▶ [Exercise instructions] Which lines run from the one containing "let t = to_chw_tensor(&img, [0.0;" through the end of the material? Reproduce them exactly.

▶ [Entries supplied]
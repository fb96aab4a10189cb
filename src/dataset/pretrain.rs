//! Web-scale pretraining datasets.
//!
//! Two storage layouts feed the same sample shape. The loose-files variant
//! walks annotation records whose `image` field is itself the path to the
//! encoded file. The shard variant reads image bytes and captions straight
//! out of concatenated shard tables with no annotation files at all; every
//! (row, caption) pair is one sample. Web-crawled shards carry the
//! occasional corrupt image, so the shard variant swaps a failed fetch for
//! a uniformly re-drawn index instead of killing the epoch, up to a fixed
//! cap of replacement draws.

use std::path::{Path, PathBuf};
use std::sync::Arc;

use rand::prelude::*;
use rand::rngs::SmallRng;
use tracing::debug;

use super::Dataset;
use crate::annotation::{self, Annotation};
use crate::error::{DatasetError, FetchError};
use crate::imaging::{self, ImageTensor, ImageTransform};
use crate::shard::{self, CaptionIndex, ShardTable};
use crate::text;

/// Replacement draws allowed after a failed shard fetch before the error
/// surfaces to the caller.
const MAX_RESAMPLE_DRAWS: usize = 10;

/// Two independently-augmented views of one image plus one of its captions.
#[derive(Debug, Clone)]
pub struct PretrainSample {
    pub view: ImageTensor,
    pub view_aug: ImageTensor,
    pub caption: String,
}

// ============================================================================
// Loose-files variant
// ============================================================================

/// Pretraining corpus of annotation records pointing at image files on disk.
///
/// The `image` field is used as the path verbatim, no root is joined. A
/// list-valued caption field is re-sampled uniformly on every access.
pub struct PretrainPathDataset {
    records: Vec<Annotation>,
    transform: Arc<dyn ImageTransform>,
    max_words: usize,
}

impl std::fmt::Debug for PretrainPathDataset {
    fn fmt(&self, f: &mut std::fmt::Formatter<'_>) -> std::fmt::Result {
        f.debug_struct("PretrainPathDataset").finish_non_exhaustive()
    }
}

impl PretrainPathDataset {
    pub fn open(
        ann_files: &[PathBuf],
        transform: Arc<dyn ImageTransform>,
        max_words: usize,
    ) -> Result<Self, DatasetError> {
        let mut records = Vec::new();
        for path in ann_files {
            records.extend(annotation::read_annotation_file(path)?);
        }
        if records.is_empty() {
            return Err(DatasetError::EmptyCorpus);
        }
        Ok(Self {
            records,
            transform,
            max_words,
        })
    }
}

impl Dataset for PretrainPathDataset {
    type Sample = PretrainSample;

    fn len(&self) -> usize {
        self.records.len()
    }

    fn get(&self, index: usize, rng: &mut SmallRng) -> Result<Self::Sample, FetchError> {
        let ann = &self.records[index];
        let raw = ann
            .require_caption(index)?
            .pick(rng)
            .ok_or(FetchError::MissingField {
                index,
                field: "caption",
            })?;
        let caption = text::normalize(raw, self.max_words);

        let image = imaging::load_path(Path::new(ann.require_image(index)?))?;
        Ok(PretrainSample {
            view: self.transform.apply(&image, rng),
            view_aug: self.transform.apply(&image, rng),
            caption,
        })
    }
}

// ============================================================================
// Shard variant
// ============================================================================

/// Pretraining corpus read directly from shard tables.
///
/// Input paths are the shard files themselves. Tables are concatenated with
/// schema promotion and the caption index flattens rows into one sample per
/// (row, caption) pair, so `len()` is the total caption count.
pub struct PretrainShardDataset {
    table: ShardTable,
    texts: Vec<Vec<String>>,
    index: CaptionIndex,
    transform: Arc<dyn ImageTransform>,
    max_words: usize,
}

impl std::fmt::Debug for PretrainShardDataset {
    fn fmt(&self, f: &mut std::fmt::Formatter<'_>) -> std::fmt::Result {
        f.debug_struct("PretrainShardDataset").finish_non_exhaustive()
    }
}

impl PretrainShardDataset {
    pub fn open(
        shard_files: &[PathBuf],
        transform: Arc<dyn ImageTransform>,
        max_words: usize,
    ) -> Result<Self, DatasetError> {
        let table = shard::concat_shard_tables(shard_files)?;
        let texts = table.caption_lists()?;
        let index = CaptionIndex::build(&texts);
        if index.is_empty() {
            return Err(DatasetError::EmptyCorpus);
        }
        Ok(Self {
            table,
            texts,
            index,
            transform,
            max_words,
        })
    }

    fn fetch(&self, flat: usize, rng: &mut SmallRng) -> Result<PretrainSample, FetchError> {
        let (row, k) = self
            .index
            .resolve(flat)
            .ok_or(FetchError::IndexRange { index: flat })?;
        let image = imaging::decode_bytes(self.table.image_bytes(row)?)?;
        let caption = text::normalize(&self.texts[row][k], self.max_words);
        Ok(PretrainSample {
            view: self.transform.apply(&image, rng),
            view_aug: self.transform.apply(&image, rng),
            caption,
        })
    }
}

impl Dataset for PretrainShardDataset {
    type Sample = PretrainSample;

    fn len(&self) -> usize {
        self.index.len()
    }

    fn get(&self, index: usize, rng: &mut SmallRng) -> Result<Self::Sample, FetchError> {
        let mut current = index;
        let mut draws = 0;
        loop {
            match self.fetch(current, rng) {
                Ok(sample) => return Ok(sample),
                Err(err) if draws < MAX_RESAMPLE_DRAWS => {
                    draws += 1;
                    let replacement = rng.random_range(0..self.index.len());
                    debug!(
                        index = current,
                        replacement,
                        error = %err,
                        "fetch failed, resampling"
                    );
                    current = replacement;
                }
                Err(err) => {
                    return Err(FetchError::RetriesExhausted {
                        attempts: draws,
                        last: Box::new(err),
                    })
                }
            }
        }
    }
}
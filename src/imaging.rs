//! Image decoding and the transform pipeline.
//!
//! Raw bytes out of a shard cell (or a file on disk) are decoded once into
//! an 8-bit RGB buffer; a transform then produces the CHW f32 tensor the
//! model consumes. Transforms take the caller's rng so augmentation stays
//! seedable and `apply` can run concurrently from worker threads.

use std::path::Path;

use image::imageops::{self, FilterType};
use image::RgbImage;
use rand::prelude::*;
use rand::rngs::SmallRng;

use crate::error::FetchError;

/// Channel means the stock transforms normalize with.
pub const NORM_MEAN: [f32; 3] = [0.481_454_66, 0.457_827_5, 0.408_210_73];
/// Channel standard deviations the stock transforms normalize with.
pub const NORM_STD: [f32; 3] = [0.268_629_54, 0.261_302_58, 0.275_777_11];

// ============================================================================
// Decoding
// ============================================================================

/// Decode an encoded image blob into 8-bit RGB.
pub fn decode_bytes(bytes: &[u8]) -> Result<RgbImage, image::ImageError> {
    Ok(image::load_from_memory(bytes)?.to_rgb8())
}

/// Read and decode an image file. A read failure is a missing-image error,
/// a decode failure a decode error.
pub fn load_path(path: &Path) -> Result<RgbImage, FetchError> {
    let bytes = std::fs::read(path).map_err(|source| FetchError::MissingImage {
        path: path.to_path_buf(),
        source,
    })?;
    Ok(decode_bytes(&bytes)?)
}

// ============================================================================
// Tensors
// ============================================================================

/// A single transformed image in CHW layout.
#[derive(Debug, Clone, PartialEq)]
pub struct ImageTensor {
    pub data: Vec<f32>,
    pub channels: usize,
    pub height: usize,
    pub width: usize,
}

impl ImageTensor {
    pub fn shape(&self) -> (usize, usize, usize) {
        (self.channels, self.height, self.width)
    }

    pub fn len(&self) -> usize {
        self.data.len()
    }

    pub fn is_empty(&self) -> bool {
        self.data.is_empty()
    }
}

/// Convert 8-bit RGB to a normalized CHW f32 tensor.
pub fn to_chw_tensor(image: &RgbImage, mean: [f32; 3], std: [f32; 3]) -> ImageTensor {
    let (width, height) = image.dimensions();
    let plane = (width * height) as usize;
    let mut data = vec![0.0f32; 3 * plane];
    for (i, pixel) in image.pixels().enumerate() {
        for c in 0..3 {
            data[c * plane + i] = (pixel.0[c] as f32 / 255.0 - mean[c]) / std[c];
        }
    }
    ImageTensor {
        data,
        channels: 3,
        height: height as usize,
        width: width as usize,
    }
}

// ============================================================================
// Transforms
// ============================================================================

/// Decoded image to model-ready tensor. Implementations must be shareable
/// across worker threads; all randomness comes from the passed rng.
pub trait ImageTransform: Send + Sync {
    fn apply(&self, image: &RgbImage, rng: &mut SmallRng) -> ImageTensor;
}

/// Training augmentation: random resized crop with scale jitter, horizontal
/// flip, then normalization.
#[derive(Debug, Clone)]
pub struct TrainAugment {
    pub size: u32,
    pub scale: (f32, f32),
    pub hflip_prob: f32,
    pub mean: [f32; 3],
    pub std: [f32; 3],
}

impl TrainAugment {
    pub fn new(size: u32) -> Self {
        Self {
            size,
            scale: (0.5, 1.0),
            hflip_prob: 0.5,
            mean: NORM_MEAN,
            std: NORM_STD,
        }
    }

    /// Crop a random region covering `scale` of the source area with mild
    /// aspect jitter, falling back to a center square when the draw does
    /// not fit.
    fn random_crop(&self, image: &RgbImage, rng: &mut SmallRng) -> RgbImage {
        let (width, height) = image.dimensions();
        let area = (width * height) as f32;
        let log_ratio = ((3.0f32 / 4.0).ln(), (4.0f32 / 3.0).ln());

        for _ in 0..10 {
            let target_area = area * rng.random_range(self.scale.0..=self.scale.1);
            let ratio = rng.random_range(log_ratio.0..=log_ratio.1).exp();
            let crop_w = (target_area * ratio).sqrt().round() as u32;
            let crop_h = (target_area / ratio).sqrt().round() as u32;
            if crop_w >= 1 && crop_w <= width && crop_h >= 1 && crop_h <= height {
                let x = rng.random_range(0..=width - crop_w);
                let y = rng.random_range(0..=height - crop_h);
                return imageops::crop_imm(image, x, y, crop_w, crop_h).to_image();
            }
        }

        let side = width.min(height);
        let x = (width - side) / 2;
        let y = (height - side) / 2;
        imageops::crop_imm(image, x, y, side, side).to_image()
    }
}

impl ImageTransform for TrainAugment {
    fn apply(&self, image: &RgbImage, rng: &mut SmallRng) -> ImageTensor {
        let cropped = self.random_crop(image, rng);
        let mut view = imageops::resize(&cropped, self.size, self.size, FilterType::Triangle);
        if rng.random::<f32>() < self.hflip_prob {
            imageops::flip_horizontal_in_place(&mut view);
        }
        to_chw_tensor(&view, self.mean, self.std)
    }
}

/// Deterministic eval transform: resize to a square and normalize.
#[derive(Debug, Clone)]
pub struct EvalResize {
    pub size: u32,
    pub mean: [f32; 3],
    pub std: [f32; 3],
}

impl EvalResize {
    pub fn new(size: u32) -> Self {
        Self {
            size,
            mean: NORM_MEAN,
            std: NORM_STD,
        }
    }
}

impl ImageTransform for EvalResize {
    fn apply(&self, image: &RgbImage, _rng: &mut SmallRng) -> ImageTensor {
        let view = imageops::resize(image, self.size, self.size, FilterType::Triangle);
        to_chw_tensor(&view, self.mean, self.std)
    }
}

// ============================================================================
// Test helpers
// ============================================================================

/// Encode a solid-color PNG for fixtures.
#[cfg(test)]
pub(crate) fn tiny_png(width: u32, height: u32, rgb: [u8; 3]) -> Vec<u8> {
    let img = RgbImage::from_pixel(width, height, image::Rgb(rgb));
    let mut bytes = Vec::new();
    img.write_to(
        &mut std::io::Cursor::new(&mut bytes),
        image::ImageFormat::Png,
    )
    .unwrap();
    bytes
}

/// Transform that records an rng draw instead of touching pixels, so tests
/// can observe independent transform invocations.
#[cfg(test)]
pub(crate) struct ProbeTransform;

#[cfg(test)]
impl ImageTransform for ProbeTransform {
    fn apply(&self, _image: &RgbImage, rng: &mut SmallRng) -> ImageTensor {
        ImageTensor {
            data: vec![rng.random::<f32>()],
            channels: 1,
            height: 1,
            width: 1,
        }
    }
}

#[cfg(test)]
mod tests {
    use super::*;

    #[test]
    fn test_decode_bytes_roundtrip() {
        let bytes = tiny_png(4, 3, [10, 200, 30]);
        let img = decode_bytes(&bytes).unwrap();
        assert_eq!(img.dimensions(), (4, 3));
        assert_eq!(img.get_pixel(0, 0).0, [10, 200, 30]);
    }

    #[test]
    fn test_decode_bytes_rejects_garbage() {
        assert!(decode_bytes(b"not an image").is_err());
    }

    #[test]
    fn test_load_path_missing_file() {
        let err = load_path(Path::new("/nonexistent/image.png")).unwrap_err();
        assert!(matches!(err, FetchError::MissingImage { .. }));
    }

    #[test]
    fn test_load_path_corrupt_file() {
        let dir = tempfile::tempdir().unwrap();
        let path = dir.path().join("bad.png");
        std::fs::write(&path, b"garbage").unwrap();
        let err = load_path(&path).unwrap_err();
        assert!(matches!(err, FetchError::Decode(_)));
    }

    #[test]
    fn test_to_chw_tensor_layout() {
        let mut img = RgbImage::new(2, 1);
        img.put_pixel(0, 0, image::Rgb([255, 0, 0]));
        img.put_pixel(1, 0, image::Rgb([0, 255, 0]));
        let t = to_chw_tensor(&img, [0.0; 3], [1.0; 3]);
        assert_eq!(t.shape(), (3, 1, 2));
        // red channel plane first, then green, then blue
        assert_eq!(t.data, vec![1.0, 0.0, 0.0, 1.0, 0.0, 0.0]);
    }

    #[test]
    fn test_train_augment_shape_and_determinism() {
        let bytes = tiny_png(32, 24, [128, 128, 128]);
        let img = decode_bytes(&bytes).unwrap();
        let aug = TrainAugment::new(16);

        let mut rng_a = SmallRng::seed_from_u64(7);
        let mut rng_b = SmallRng::seed_from_u64(7);
        let a = aug.apply(&img, &mut rng_a);
        let b = aug.apply(&img, &mut rng_b);
        assert_eq!(a.shape(), (3, 16, 16));
        assert_eq!(a, b);
    }

    #[test]
    fn test_eval_resize_shape() {
        let bytes = tiny_png(10, 20, [1, 2, 3]);
        let img = decode_bytes(&bytes).unwrap();
        let t = EvalResize::new(8).apply(&img, &mut SmallRng::seed_from_u64(0));
        assert_eq!(t.shape(), (3, 8, 8));
        assert_eq!(t.len(), 3 * 8 * 8);
    }
}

▶ [Task answer]
        let t = to_chw_tensor(&img, [0.0; 3], [1.0; 3]);
        assert_eq!(t.shape(), (3, 1, 2));
        // red channel plane first, then green, then blue
        assert_eq!(t.data, vec![1.0, 0.0, 0.0, 1.0, 0.0, 0.0]);
    }

    #[test]
    fn test_train_augment_shape_and_determinism() {
        let bytes = tiny_png(32, 24, [128, 128, 128]);
        let img = decode_bytes(&bytes).unwrap();
        let aug = TrainAugment::new(16);

        let mut rng_a = SmallRng::seed_from_u64(7);
        let mut rng_b = SmallRng::seed_from_u64(7);
        let a = aug.apply(&img, &mut rng_a);
        let b = aug.apply(&img, &mut rng_b);
        assert_eq!(a.shape(), (3, 16, 16));
        assert_eq!(a, b);
    }

    #[test]
    fn test_eval_resize_shape() {
        let bytes = tiny_png(10, 20, [1, 2, 3]);
        let img = decode_bytes(&bytes).unwrap();
        let t = EvalResize::new(8).apply(&img, &mut SmallRng::seed_from_u64(0));
        assert_eq!(t.shape(), (3, 8, 8));
        assert_eq!(t.len(), 3 * 8 * 8);
    }
}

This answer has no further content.